▶ _Entries shown_:
○ ○ ○ ○ ○ ○ ○

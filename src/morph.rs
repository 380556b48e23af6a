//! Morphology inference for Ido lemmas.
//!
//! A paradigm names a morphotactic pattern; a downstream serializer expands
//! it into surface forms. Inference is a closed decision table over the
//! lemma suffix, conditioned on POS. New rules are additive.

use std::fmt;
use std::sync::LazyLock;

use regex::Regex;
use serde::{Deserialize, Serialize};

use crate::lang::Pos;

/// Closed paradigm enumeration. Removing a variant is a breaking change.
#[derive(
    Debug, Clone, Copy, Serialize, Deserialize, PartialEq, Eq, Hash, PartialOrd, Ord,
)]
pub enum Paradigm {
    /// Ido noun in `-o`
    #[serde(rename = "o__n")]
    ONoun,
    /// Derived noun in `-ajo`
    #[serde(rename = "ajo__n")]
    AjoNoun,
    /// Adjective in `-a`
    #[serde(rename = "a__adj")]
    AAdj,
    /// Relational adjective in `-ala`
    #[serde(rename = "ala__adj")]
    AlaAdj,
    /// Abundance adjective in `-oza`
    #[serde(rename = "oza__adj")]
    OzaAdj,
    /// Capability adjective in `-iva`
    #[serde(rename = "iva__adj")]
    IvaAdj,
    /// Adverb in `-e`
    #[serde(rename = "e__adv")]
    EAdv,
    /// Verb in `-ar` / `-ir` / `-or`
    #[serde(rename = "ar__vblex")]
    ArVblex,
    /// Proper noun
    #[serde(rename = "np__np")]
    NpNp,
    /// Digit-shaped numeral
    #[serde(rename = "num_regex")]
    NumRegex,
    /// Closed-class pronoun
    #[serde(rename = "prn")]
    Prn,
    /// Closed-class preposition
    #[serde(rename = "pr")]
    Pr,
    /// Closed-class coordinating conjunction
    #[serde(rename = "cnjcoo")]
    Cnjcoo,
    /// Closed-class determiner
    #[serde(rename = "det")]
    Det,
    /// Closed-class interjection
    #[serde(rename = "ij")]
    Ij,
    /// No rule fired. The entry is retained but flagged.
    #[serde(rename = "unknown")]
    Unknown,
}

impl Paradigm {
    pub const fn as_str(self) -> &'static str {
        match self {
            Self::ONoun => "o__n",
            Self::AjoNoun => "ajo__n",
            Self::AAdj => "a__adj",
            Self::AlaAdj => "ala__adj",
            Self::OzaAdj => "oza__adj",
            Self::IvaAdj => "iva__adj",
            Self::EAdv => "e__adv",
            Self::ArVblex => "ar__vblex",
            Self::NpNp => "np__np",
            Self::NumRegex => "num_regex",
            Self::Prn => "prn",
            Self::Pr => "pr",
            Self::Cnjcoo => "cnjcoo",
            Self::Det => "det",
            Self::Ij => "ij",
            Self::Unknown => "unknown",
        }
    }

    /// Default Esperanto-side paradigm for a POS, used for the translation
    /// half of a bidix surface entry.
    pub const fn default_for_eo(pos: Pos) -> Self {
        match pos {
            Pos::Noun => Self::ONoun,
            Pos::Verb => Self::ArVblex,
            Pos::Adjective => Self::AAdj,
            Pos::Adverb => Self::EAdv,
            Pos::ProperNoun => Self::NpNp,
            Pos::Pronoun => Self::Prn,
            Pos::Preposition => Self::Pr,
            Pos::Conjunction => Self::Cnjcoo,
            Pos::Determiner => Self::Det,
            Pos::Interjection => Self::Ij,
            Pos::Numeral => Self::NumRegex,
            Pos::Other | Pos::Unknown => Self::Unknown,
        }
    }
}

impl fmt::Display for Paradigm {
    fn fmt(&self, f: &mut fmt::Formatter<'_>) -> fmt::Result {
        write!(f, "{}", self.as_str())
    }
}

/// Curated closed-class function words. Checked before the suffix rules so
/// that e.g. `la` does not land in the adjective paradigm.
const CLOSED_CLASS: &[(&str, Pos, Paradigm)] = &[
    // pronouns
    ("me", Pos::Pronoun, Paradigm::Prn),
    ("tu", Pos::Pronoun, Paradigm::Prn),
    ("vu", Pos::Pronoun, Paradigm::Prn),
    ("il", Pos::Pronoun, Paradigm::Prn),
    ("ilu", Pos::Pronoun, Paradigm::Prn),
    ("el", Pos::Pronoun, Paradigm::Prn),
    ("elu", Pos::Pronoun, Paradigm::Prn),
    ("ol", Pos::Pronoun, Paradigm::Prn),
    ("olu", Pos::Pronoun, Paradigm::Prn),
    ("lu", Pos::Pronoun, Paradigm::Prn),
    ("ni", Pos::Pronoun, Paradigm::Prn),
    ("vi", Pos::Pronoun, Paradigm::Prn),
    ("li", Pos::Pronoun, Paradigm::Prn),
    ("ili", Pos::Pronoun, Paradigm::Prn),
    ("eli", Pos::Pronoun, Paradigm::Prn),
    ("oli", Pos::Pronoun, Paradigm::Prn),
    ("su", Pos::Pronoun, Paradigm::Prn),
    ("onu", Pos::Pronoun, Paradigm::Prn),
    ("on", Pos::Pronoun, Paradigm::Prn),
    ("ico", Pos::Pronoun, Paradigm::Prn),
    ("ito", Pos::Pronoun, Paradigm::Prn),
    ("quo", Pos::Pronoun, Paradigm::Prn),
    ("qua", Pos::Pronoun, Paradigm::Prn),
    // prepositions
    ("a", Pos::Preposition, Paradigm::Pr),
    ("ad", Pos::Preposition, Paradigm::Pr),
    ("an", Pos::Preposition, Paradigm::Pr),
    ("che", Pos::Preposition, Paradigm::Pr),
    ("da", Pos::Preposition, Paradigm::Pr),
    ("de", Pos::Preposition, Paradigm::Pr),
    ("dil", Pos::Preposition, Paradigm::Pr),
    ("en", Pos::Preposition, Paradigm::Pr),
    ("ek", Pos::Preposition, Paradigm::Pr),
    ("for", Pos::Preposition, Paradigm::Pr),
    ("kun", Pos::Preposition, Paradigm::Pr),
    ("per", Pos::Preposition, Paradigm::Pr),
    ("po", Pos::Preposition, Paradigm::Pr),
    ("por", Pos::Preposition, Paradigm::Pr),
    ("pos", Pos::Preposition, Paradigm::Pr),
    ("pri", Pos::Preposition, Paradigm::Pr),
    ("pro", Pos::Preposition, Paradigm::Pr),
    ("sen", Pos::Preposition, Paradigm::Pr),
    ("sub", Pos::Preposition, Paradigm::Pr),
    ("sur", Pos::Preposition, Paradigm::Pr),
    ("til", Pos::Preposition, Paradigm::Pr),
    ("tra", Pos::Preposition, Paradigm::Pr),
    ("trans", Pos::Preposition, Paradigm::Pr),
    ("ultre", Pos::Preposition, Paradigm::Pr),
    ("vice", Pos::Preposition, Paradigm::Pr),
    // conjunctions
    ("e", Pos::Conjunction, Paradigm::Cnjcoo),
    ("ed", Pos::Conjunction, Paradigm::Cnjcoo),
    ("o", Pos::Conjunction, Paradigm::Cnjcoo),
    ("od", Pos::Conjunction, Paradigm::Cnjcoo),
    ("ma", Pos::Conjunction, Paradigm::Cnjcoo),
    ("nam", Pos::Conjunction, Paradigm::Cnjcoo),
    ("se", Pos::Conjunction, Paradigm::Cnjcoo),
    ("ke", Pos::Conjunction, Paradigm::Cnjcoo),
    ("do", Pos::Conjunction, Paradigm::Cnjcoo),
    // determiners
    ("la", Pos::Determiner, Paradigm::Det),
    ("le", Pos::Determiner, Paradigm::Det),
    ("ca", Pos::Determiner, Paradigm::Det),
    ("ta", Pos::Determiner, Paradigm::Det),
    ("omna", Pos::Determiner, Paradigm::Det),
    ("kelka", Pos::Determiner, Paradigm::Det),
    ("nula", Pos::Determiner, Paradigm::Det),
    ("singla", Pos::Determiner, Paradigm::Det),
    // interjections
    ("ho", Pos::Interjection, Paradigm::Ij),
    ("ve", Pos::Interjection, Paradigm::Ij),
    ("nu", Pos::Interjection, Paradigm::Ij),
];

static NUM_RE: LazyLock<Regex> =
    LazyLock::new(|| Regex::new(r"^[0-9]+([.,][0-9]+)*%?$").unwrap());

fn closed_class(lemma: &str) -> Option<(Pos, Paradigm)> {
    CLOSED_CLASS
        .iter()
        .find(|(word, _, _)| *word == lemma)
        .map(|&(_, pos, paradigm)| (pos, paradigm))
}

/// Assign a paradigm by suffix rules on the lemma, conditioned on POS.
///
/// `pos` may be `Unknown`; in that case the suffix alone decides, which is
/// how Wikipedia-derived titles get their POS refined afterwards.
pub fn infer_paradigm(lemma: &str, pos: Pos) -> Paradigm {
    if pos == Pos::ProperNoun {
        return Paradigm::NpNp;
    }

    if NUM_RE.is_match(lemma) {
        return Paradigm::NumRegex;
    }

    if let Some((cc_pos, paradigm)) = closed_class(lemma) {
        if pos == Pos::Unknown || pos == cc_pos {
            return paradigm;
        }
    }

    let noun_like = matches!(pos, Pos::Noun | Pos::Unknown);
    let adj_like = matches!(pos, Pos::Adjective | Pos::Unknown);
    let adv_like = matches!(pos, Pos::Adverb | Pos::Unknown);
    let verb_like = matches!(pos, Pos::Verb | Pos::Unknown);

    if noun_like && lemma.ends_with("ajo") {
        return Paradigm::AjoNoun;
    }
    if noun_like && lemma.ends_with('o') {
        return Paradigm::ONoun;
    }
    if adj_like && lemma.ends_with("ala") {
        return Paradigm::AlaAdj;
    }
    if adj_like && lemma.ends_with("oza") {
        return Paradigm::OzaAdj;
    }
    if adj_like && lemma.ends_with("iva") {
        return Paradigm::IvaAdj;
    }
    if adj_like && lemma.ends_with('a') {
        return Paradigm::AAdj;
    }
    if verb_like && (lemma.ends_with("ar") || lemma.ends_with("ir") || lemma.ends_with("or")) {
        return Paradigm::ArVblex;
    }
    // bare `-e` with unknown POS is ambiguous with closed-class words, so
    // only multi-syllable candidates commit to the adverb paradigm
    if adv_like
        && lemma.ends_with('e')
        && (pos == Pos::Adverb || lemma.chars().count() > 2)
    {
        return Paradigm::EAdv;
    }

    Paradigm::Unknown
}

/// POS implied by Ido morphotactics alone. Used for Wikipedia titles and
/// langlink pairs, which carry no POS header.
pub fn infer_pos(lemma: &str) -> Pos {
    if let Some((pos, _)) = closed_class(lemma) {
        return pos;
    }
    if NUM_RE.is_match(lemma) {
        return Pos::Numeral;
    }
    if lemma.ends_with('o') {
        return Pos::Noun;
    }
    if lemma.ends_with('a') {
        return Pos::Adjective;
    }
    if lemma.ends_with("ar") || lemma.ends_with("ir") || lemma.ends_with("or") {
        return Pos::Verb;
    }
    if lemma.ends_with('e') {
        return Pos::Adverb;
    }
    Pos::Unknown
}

○ ○ ○ ○ ○ ○ ○

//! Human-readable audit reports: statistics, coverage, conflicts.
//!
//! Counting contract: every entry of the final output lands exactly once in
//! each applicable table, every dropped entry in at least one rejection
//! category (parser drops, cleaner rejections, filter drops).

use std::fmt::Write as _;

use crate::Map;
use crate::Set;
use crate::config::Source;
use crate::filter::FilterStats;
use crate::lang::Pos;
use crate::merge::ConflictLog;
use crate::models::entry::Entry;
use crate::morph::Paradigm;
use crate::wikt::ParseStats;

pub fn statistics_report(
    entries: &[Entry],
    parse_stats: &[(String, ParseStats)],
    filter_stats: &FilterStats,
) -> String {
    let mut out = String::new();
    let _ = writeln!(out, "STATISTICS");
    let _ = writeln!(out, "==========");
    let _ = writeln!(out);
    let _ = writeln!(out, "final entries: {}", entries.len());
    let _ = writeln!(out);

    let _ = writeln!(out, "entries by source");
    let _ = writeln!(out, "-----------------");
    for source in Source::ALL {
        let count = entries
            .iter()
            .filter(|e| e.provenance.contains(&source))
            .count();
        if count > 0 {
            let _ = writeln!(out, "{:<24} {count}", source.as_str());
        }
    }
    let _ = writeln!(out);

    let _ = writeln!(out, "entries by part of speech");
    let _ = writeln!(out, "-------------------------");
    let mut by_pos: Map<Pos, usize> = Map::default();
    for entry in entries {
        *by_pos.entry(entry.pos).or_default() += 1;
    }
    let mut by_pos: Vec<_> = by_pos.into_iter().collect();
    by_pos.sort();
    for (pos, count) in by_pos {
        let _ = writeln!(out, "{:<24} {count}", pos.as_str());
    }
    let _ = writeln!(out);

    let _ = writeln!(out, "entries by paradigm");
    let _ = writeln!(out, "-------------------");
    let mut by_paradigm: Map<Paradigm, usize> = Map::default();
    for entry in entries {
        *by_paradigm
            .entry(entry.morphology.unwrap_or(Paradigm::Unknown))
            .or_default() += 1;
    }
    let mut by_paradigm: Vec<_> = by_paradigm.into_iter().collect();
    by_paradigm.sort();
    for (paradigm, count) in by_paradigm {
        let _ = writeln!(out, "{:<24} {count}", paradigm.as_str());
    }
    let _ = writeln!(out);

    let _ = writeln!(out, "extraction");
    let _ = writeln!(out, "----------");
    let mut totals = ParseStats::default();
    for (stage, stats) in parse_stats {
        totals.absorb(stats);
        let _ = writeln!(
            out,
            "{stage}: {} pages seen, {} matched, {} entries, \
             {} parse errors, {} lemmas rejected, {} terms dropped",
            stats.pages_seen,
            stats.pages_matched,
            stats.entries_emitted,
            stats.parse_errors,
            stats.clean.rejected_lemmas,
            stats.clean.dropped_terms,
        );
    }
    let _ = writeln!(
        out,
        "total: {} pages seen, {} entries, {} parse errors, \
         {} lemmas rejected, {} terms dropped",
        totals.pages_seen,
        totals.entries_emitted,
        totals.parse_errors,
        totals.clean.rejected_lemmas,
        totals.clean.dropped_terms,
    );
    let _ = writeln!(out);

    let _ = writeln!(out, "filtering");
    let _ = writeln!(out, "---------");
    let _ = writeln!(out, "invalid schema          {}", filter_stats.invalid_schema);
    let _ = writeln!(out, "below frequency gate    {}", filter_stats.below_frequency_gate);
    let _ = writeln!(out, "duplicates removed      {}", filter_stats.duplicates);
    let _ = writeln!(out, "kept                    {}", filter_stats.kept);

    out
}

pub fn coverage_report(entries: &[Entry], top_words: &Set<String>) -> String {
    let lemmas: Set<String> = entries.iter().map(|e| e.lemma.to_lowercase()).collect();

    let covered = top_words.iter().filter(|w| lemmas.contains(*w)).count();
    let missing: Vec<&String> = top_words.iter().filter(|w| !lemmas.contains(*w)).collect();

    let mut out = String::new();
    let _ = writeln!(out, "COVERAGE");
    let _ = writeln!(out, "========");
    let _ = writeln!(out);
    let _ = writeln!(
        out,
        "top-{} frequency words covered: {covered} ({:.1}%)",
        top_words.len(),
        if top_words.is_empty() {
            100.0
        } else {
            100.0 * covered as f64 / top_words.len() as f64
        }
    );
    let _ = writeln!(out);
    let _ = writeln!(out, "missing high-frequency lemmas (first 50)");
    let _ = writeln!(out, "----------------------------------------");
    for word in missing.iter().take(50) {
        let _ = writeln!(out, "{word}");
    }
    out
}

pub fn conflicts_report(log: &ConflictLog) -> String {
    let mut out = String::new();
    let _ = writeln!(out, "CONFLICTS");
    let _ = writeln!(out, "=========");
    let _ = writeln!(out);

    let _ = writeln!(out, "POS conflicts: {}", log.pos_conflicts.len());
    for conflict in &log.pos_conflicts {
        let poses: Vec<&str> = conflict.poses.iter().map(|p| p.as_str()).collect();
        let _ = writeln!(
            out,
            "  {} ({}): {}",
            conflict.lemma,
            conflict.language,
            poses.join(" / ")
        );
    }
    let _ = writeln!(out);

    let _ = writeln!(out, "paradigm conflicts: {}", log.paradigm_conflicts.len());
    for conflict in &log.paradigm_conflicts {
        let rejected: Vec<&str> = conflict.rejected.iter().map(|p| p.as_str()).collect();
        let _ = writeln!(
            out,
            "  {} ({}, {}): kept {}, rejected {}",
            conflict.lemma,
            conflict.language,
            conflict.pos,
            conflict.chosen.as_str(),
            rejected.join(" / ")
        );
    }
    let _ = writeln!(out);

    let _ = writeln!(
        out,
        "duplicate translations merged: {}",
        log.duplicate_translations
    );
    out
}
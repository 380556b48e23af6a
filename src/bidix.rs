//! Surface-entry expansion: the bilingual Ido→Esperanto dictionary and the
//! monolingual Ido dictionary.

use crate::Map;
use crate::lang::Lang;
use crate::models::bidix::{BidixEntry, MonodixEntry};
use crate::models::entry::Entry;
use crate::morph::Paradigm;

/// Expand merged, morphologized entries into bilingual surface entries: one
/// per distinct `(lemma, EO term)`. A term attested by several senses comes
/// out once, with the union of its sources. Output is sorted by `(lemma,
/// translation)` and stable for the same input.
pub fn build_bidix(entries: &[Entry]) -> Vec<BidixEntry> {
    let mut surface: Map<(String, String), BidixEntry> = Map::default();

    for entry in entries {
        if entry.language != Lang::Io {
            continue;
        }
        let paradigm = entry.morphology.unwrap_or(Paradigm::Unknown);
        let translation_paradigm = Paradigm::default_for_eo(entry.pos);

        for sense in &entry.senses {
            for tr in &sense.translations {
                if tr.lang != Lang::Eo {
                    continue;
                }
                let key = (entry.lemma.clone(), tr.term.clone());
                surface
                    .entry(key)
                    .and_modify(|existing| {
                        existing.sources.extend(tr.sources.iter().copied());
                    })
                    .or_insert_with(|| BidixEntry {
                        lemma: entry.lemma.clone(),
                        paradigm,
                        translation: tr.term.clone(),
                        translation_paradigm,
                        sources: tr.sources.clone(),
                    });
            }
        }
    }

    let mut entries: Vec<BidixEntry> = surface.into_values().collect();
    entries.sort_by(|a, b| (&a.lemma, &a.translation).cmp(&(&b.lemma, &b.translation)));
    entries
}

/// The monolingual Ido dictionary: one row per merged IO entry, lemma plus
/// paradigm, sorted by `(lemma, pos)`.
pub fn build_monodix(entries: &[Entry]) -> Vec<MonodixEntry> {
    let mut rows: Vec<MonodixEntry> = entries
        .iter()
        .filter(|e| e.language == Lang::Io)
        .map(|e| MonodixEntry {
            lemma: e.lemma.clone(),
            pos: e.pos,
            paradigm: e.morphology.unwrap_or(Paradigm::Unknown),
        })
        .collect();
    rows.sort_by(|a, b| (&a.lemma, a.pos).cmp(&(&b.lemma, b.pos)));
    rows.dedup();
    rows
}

○ ○ ○ ○ ○ ○ ○

▶ _Task requirements_:
When the string "totals" occurs in a line of the material, that line belongs in the answer.

▶ _Answer box_:
    let mut totals = ParseStats::default();
        totals.absorb(stats);
        totals.pages_seen,
        totals.entries_emitted,
        totals.parse_errors,
        totals.clean.rejected_lemmas,
        totals.clean.dropped_terms,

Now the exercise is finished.